We not only demand but we are actually organizing for the pursuit. The Democratic Volunteers are superintending the preliminaries and in 1900 law and order are to be established, the adventurers suppressed, and restoration made. The issuance of the nation's money, now a private monopoly, controlled by bankers, will again be made a function of government, and the people will be permitted to exchange their products without paying revenue to their enemies for the means of exchange, which is their own creation. Other wrongs will be righted with equal facility.

Each victim, however, must be taught that his vote is both horse and hound for pursuing, and both gun and rope for punishing and reclaiming. Our vote is our one weapon, our one means of defense, and source of power.

The value of legislative control to our enemies is shown by the desperation with which they oppose any effort on the part of the people to recover it. They know it to be the true creator of their fortunes, and they look to it alone for future "fruits of labor" and "rewards of genius."

We are rich, but we have been ousted from our patrimony. How shall we recover it? By the same means through which we lost it, namely, legislation. The oppressions that curse man are all entrenched in, and owe their power to, legislation. If we are to be freed from them, it will be by legislation. In primitive times, government was openly, frankly exercised for the enrichment of a class at the expense of the mass. For ages the "right divine" was believed in honestly. Later when its justice was denied, its benefits were seen to be too valuable to be relinquished. So duplicity was employed, and the art of "plucking the goose without making it squeal" was invented.

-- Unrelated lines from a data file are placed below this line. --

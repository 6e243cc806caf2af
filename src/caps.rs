//! Capability descriptor decoding (`JOYCAPSW`).
//!
//! [`decode_capabilities`] turns the 728-byte buffer returned by
//! `joyGetDevCapsW` into a [`Capabilities`] value. The decoder trusts the
//! buffer verbatim: it performs no cross-checks (e.g. `button_count` versus
//! `max_buttons`) and never fails on a correctly sized buffer.
//!
//! [`Capabilities::encode`] is the inverse and is what the virtual backend
//! hands out when it is queried.

use crate::axis::{Axis, AxisMap, ChannelDesc, ChannelKind};
use crate::layout::{
    caps_offset, caps_word, read_u16_at, read_u32_at, read_wide_string_at, write_u16_at,
    write_u32_at, write_wide_string_at, CapsBuffer,
};
use bitflags::bitflags;
use serde::Serialize;

/// Reported inclusive range for one analog axis.
#[derive(Clone, Copy, Debug, Default, PartialEq, Eq, Hash, Serialize)]
pub struct ChannelExtent {
    pub min: u32,
    pub max: u32,
}

impl ChannelExtent {
    pub const fn new(min: u32, max: u32) -> Self {
        Self { min, max }
    }
}

bitflags! {
    /// `wCaps` word of `JOYCAPSW`.
    ///
    /// Unknown bits are retained so the raw word survives a round trip.
    #[derive(Clone, Copy, Debug, PartialEq, Eq, Hash, Serialize)]
    #[serde(transparent)]
    pub struct CapsFlags: u32 {
        const HAS_Z = 0x01;
        const HAS_R = 0x02;
        const HAS_U = 0x04;
        const HAS_V = 0x08;
        const HAS_POV = 0x10;
        const POV_4DIR = 0x20;
        const POV_CTS = 0x40;

        const _ = !0;
    }
}

impl Default for CapsFlags {
    fn default() -> Self {
        Self::empty()
    }
}

/// Static description of one joystick.
#[derive(Clone, Debug, Default, PartialEq, Eq, Serialize)]
pub struct Capabilities {
    pub vendor_id: u16,
    pub product_id: u16,
    /// Product name, at most 32 UTF-16 units.
    pub name: String,
    pub axes: AxisMap<ChannelExtent>,
    /// `wNumButtons`, taken as-is.
    pub button_count: u32,
    /// Minimum polling period in milliseconds while captured.
    pub period_min: u32,
    pub period_max: u32,
    pub flags: CapsFlags,
    pub max_axes: u32,
    pub num_axes: u32,
    pub max_buttons: u32,
    /// Registry key of the driver, at most 32 UTF-16 units.
    pub reg_key: String,
    /// OEM driver name, at most 260 UTF-16 units.
    pub oem_driver: String,
}

/// Decode a capability buffer.
pub fn decode_capabilities(buffer: &CapsBuffer) -> Capabilities {
    let buf = buffer.as_bytes();
    let word = |w: usize| read_u32_at(buf, caps_word::offset(w));
    let extent = |min: usize, max: usize| ChannelExtent::new(word(min), word(max));

    Capabilities {
        vendor_id: read_u16_at(buf, caps_offset::VENDOR_ID),
        product_id: read_u16_at(buf, caps_offset::PRODUCT_ID),
        name: read_wide_string_at(buf, caps_offset::NAME, caps_offset::NAME_UNITS),
        axes: AxisMap::new([
            extent(caps_word::X_MIN, caps_word::X_MAX),
            extent(caps_word::Y_MIN, caps_word::Y_MAX),
            extent(caps_word::Z_MIN, caps_word::Z_MAX),
            extent(caps_word::R_MIN, caps_word::R_MAX),
            extent(caps_word::U_MIN, caps_word::U_MAX),
            extent(caps_word::V_MIN, caps_word::V_MAX),
        ]),
        button_count: word(caps_word::NUM_BUTTONS),
        period_min: word(caps_word::PERIOD_MIN),
        period_max: word(caps_word::PERIOD_MAX),
        flags: CapsFlags::from_bits_retain(word(caps_word::CAPS)),
        max_axes: word(caps_word::MAX_AXES),
        num_axes: word(caps_word::NUM_AXES),
        max_buttons: word(caps_word::MAX_BUTTONS),
        reg_key: read_wide_string_at(buf, caps_offset::REG_KEY, caps_offset::REG_KEY_UNITS),
        oem_driver: read_wide_string_at(
            buf,
            caps_offset::OEM_DRIVER,
            caps_offset::OEM_DRIVER_UNITS,
        ),
    }
}

impl Capabilities {
    /// Lay the descriptor back out as a `JOYCAPSW` buffer.
    ///
    /// Strings longer than their field are truncated.
    pub fn encode(&self) -> CapsBuffer {
        let mut out = CapsBuffer::zeroed();
        let buf = out.as_bytes_mut();

        write_u16_at(buf, caps_offset::VENDOR_ID, self.vendor_id);
        write_u16_at(buf, caps_offset::PRODUCT_ID, self.product_id);
        write_wide_string_at(buf, caps_offset::NAME, caps_offset::NAME_UNITS, &self.name);

        let words: [(usize, u32); caps_word::COUNT] = [
            (caps_word::X_MIN, self.axes[Axis::X].min),
            (caps_word::X_MAX, self.axes[Axis::X].max),
            (caps_word::Y_MIN, self.axes[Axis::Y].min),
            (caps_word::Y_MAX, self.axes[Axis::Y].max),
            (caps_word::Z_MIN, self.axes[Axis::Z].min),
            (caps_word::Z_MAX, self.axes[Axis::Z].max),
            (caps_word::NUM_BUTTONS, self.button_count),
            (caps_word::PERIOD_MIN, self.period_min),
            (caps_word::PERIOD_MAX, self.period_max),
            (caps_word::R_MIN, self.axes[Axis::RX].min),
            (caps_word::R_MAX, self.axes[Axis::RX].max),
            (caps_word::U_MIN, self.axes[Axis::RY].min),
            (caps_word::U_MAX, self.axes[Axis::RY].max),
            (caps_word::V_MIN, self.axes[Axis::RZ].min),
            (caps_word::V_MAX, self.axes[Axis::RZ].max),
            (caps_word::CAPS, self.flags.bits()),
            (caps_word::MAX_AXES, self.max_axes),
            (caps_word::NUM_AXES, self.num_axes),
            (caps_word::MAX_BUTTONS, self.max_buttons),
        ];
        for (w, value) in words {
            write_u32_at(buf, caps_word::offset(w), value);
        }

        write_wide_string_at(
            buf,
            caps_offset::REG_KEY,
            caps_offset::REG_KEY_UNITS,
            &self.reg_key,
        );
        write_wide_string_at(
            buf,
            caps_offset::OEM_DRIVER,
            caps_offset::OEM_DRIVER_UNITS,
            &self.oem_driver,
        );
        out
    }

    /// Channel list for UIs: six axes with their raw extents, one entry per
    /// button, and a hat when the device reports a POV.
    pub fn describe(&self) -> Vec<ChannelDesc> {
        let mut out = Vec::new();

        for (i, (axis, ext)) in self.axes.iter().enumerate() {
            out.push(ChannelDesc {
                kind: ChannelKind::Axis,
                idx: i as u16,
                name: axis.name().to_string(),
                logical_min: ext.min,
                logical_max: ext.max,
            });
        }

        for b in 0..self.button_count {
            out.push(ChannelDesc {
                kind: ChannelKind::Button,
                idx: b as u16,
                name: format!("Button {}", b + 1),
                logical_min: 0,
                logical_max: 1,
            });
        }

        if self.flags.contains(CapsFlags::HAS_POV) {
            // POV is reported in hundredths of a degree.
            out.push(ChannelDesc {
                kind: ChannelKind::Hat,
                idx: 0,
                name: "POV".to_string(),
                logical_min: 0,
                logical_max: 35900,
            });
        }

        out
    }
}

#[cfg(test)]
mod tests {
    use super::*;
    use crate::layout::CAPS_SIZE;

    fn sample() -> Capabilities {
        Capabilities {
            vendor_id: 0x044f,
            product_id: 0xb10a,
            name: "T.16000M".into(),
            axes: AxisMap::new([
                ChannelExtent::new(0, 65535),
                ChannelExtent::new(0, 65535),
                ChannelExtent::new(0, 255),
                ChannelExtent::new(0, 0),
                ChannelExtent::new(0, 0),
                ChannelExtent::new(0, 1023),
            ]),
            button_count: 16,
            period_min: 10,
            period_max: 1000,
            flags: CapsFlags::HAS_Z | CapsFlags::HAS_V | CapsFlags::HAS_POV,
            max_axes: 6,
            num_axes: 4,
            max_buttons: 32,
            reg_key: "DINPUT.DLL".into(),
            oem_driver: String::new(),
        }
    }

    #[test]
    fn decodes_hand_laid_buffer() {
        let mut raw = [0u8; CAPS_SIZE];
        raw[0..2].copy_from_slice(&0x046du16.to_le_bytes());
        raw[2..4].copy_from_slice(&0xc215u16.to_le_bytes());
        for (i, unit) in "Stick".encode_utf16().enumerate() {
            raw[4 + i * 2..6 + i * 2].copy_from_slice(&unit.to_le_bytes());
        }
        for w in 0..19u32 {
            let off = 68 + w as usize * 4;
            raw[off..off + 4].copy_from_slice(&(100 + w).to_le_bytes());
        }

        let caps = decode_capabilities(&CapsBuffer(raw));
        assert_eq!(caps.vendor_id, 0x046d);
        assert_eq!(caps.product_id, 0xc215);
        assert_eq!(caps.name, "Stick");
        assert_eq!(caps.axes[Axis::X], ChannelExtent::new(100, 101));
        assert_eq!(caps.axes[Axis::Y], ChannelExtent::new(102, 103));
        assert_eq!(caps.axes[Axis::Z], ChannelExtent::new(104, 105));
        assert_eq!(caps.button_count, 106);
        assert_eq!(caps.period_min, 107);
        assert_eq!(caps.period_max, 108);
        assert_eq!(caps.axes[Axis::RX], ChannelExtent::new(109, 110));
        assert_eq!(caps.axes[Axis::RY], ChannelExtent::new(111, 112));
        assert_eq!(caps.axes[Axis::RZ], ChannelExtent::new(113, 114));
        assert_eq!(caps.flags.bits(), 115);
        assert_eq!(caps.max_axes, 116);
        assert_eq!(caps.num_axes, 117);
        assert_eq!(caps.max_buttons, 118);
        assert_eq!(caps.reg_key, "");
    }

    #[test]
    fn encode_then_decode_keeps_every_field() {
        let caps = sample();
        assert_eq!(decode_capabilities(&caps.encode()), caps);
    }

    #[test]
    fn zeroed_buffer_decodes_to_default() {
        assert_eq!(
            decode_capabilities(&CapsBuffer::zeroed()),
            Capabilities::default()
        );
    }

    #[test]
    fn name_without_terminator_is_cut_at_32_units() {
        let caps = Capabilities {
            name: "ABCDEFGHIJKLMNOPQRSTUVWXYZ0123456789".into(),
            ..Capabilities::default()
        };
        let decoded = decode_capabilities(&caps.encode());
        assert_eq!(decoded.name, "ABCDEFGHIJKLMNOPQRSTUVWXYZ012345");
        assert_eq!(decoded.axes[Axis::X], ChannelExtent::default());
    }

    #[test]
    fn button_count_is_not_checked_against_max() {
        let caps = Capabilities {
            button_count: 40,
            max_buttons: 8,
            ..Capabilities::default()
        };
        let decoded = decode_capabilities(&caps.encode());
        assert_eq!(decoded.button_count, 40);
        let buttons = decoded
            .describe()
            .into_iter()
            .filter(|d| d.kind == ChannelKind::Button)
            .count();
        assert_eq!(buttons, 40);
    }

    #[test]
    fn describe_lists_axes_buttons_and_pov() {
        let descs = sample().describe();
        let axes = descs.iter().filter(|d| d.kind == ChannelKind::Axis).count();
        let buttons = descs.iter().filter(|d| d.kind == ChannelKind::Button).count();
        let hats: Vec<_> = descs.iter().filter(|d| d.kind == ChannelKind::Hat).collect();
        assert_eq!(axes, 6);
        assert_eq!(buttons, 16);
        assert_eq!(hats.len(), 1);
        assert_eq!(descs[2].name, "Z");
        assert_eq!(descs[2].logical_max, 255);
    }
}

Money-making heretofore has not been so much a function of government as money-taking, and this function can be made to work one way as well as another.

If thieves by government action can despoil honest men, honest men by government action can despoil thieves.

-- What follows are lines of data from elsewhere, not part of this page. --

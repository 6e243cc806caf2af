//! Stand-in for platforms without the legacy joystick subsystem.

use crate::error::{Error, Result};
use crate::layout::{CapsBuffer, PositionBuffer};
use crate::raw::RawJoystickApi;

/// Reports zero devices and fails every query with [`Error::Unavailable`].
#[derive(Debug, Default, Clone, Copy)]
pub struct UnavailableApi;

impl RawJoystickApi for UnavailableApi {
    fn device_count(&self) -> u32 {
        0
    }

    fn query_capabilities(&self, _index: u32) -> Result<CapsBuffer> {
        Err(Error::Unavailable)
    }

    fn query_position(&self, _index: u32) -> Result<PositionBuffer> {
        Err(Error::Unavailable)
    }

    fn name(&self) -> &str {
        "unavailable"
    }
}
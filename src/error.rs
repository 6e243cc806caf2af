//! Error types.
//!
//! The joystick subsystem fails in three ways that matter to us: it is not
//! there at all, the device index is dead, or a single query came back with
//! an error code. [`RawJoystickApi`](crate::raw::RawJoystickApi) reports
//! these as distinct [`Error`] variants so they can be logged, while the
//! public device and enumeration layers flatten them into `None` / "skip".

use std::path::PathBuf;

/// Errors produced by raw joystick queries and configuration loading.
#[derive(Debug, thiserror::Error)]
pub enum Error {
    /// The joystick subsystem is not present on this platform or failed to load.
    #[error("joystick subsystem unavailable")]
    Unavailable,

    /// The index is out of range, inactive, or the device was unplugged.
    #[error("no joystick at index {index}")]
    DeviceAbsent { index: u32 },

    /// A single query failed with a subsystem error code.
    #[error("joystick {index} query failed (code {code})")]
    ReadFailed { index: u32, code: u32 },

    #[error("failed to read config {path}: {source}")]
    ConfigRead {
        path: PathBuf,
        #[source]
        source: std::io::Error,
    },

    #[error("failed to parse config {path}: {source}")]
    ConfigParse {
        path: PathBuf,
        #[source]
        source: toml::de::Error,
    },
}

pub type Result<T> = std::result::Result<T, Error>;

If legislation has been made the instrument of crime, it also can be made the instrument of restoration. No personal temperance, thrift and industry can enrich men so long as the power to legislate rests in other hands. Labor makes wealth but legislation decrees how it shall be divided. When the people legislate directly and intelligently the division will be in accord with justice. By the ballot we can enter upon our inheritance.

Poverty exists and we are told that it is the natural order, with which legislation has nothing to do. There has been told no more transparent lie. Wealth is created by the union of man's labor with nature's gifts. What is it but legislation that keeps apart in unnatural divorce these two that God hath joined together? What but legislation can remove the barriers and allow them again to come together?

Legislation CAN make money; so lavishly that no man need want. How? By making conditions favorable to labor, and securing the laborer in the fruit of his toil.

WE CAN ACTUALLY VOTE RICHES INTO EXISTENCE.

Our instructors say, "Government cannot legislate a single dollar into existence." Let us see.

While riding to market with a crop of potatoes, I am dispossessed. In the struggle a portion of the crop is injured. The highwayman, in escaping, lames the horses by overdriving. Instead of going to work the next day, in company with an officer, I start in pursuit. The robber, alert, removes to another state at an expense of half his booty. Whether successful or not, my time, the officer's time and the thief's time are all wasted, in addition to three-fourths of my product.

Now, my neighbors and I, who together make up the government, suppress brigandage. Instead of three fourths of my crop being wasted by struggle for possession, it is all sold the very day it is carted to market. Instead of exchanging my hoe for a gun and chasing another man, I plant another crop of potatoes. Instead of helping me in the chase the policeman grows a crop of his own, and the bandit, knowing beforehand that it is impossible to live by robbery, ceases to watch for possible victims and raises his own potatoes instead of taking mine.

Without proper governmental interference the three of us have only a portion of one crop of potatoes between us. AS THE RESULT OF GOVERNMENTAL ACTION, WE HAVE THREE FULL CROPS. THE GOVERNMENT, BY LEGISLATIVE "EDICT" OR "FIAT," if you please, CREATES TWO AND THREE-QUARTERS CROPS OF POTATOES. WE CAN VOTE OURSELVES RICH.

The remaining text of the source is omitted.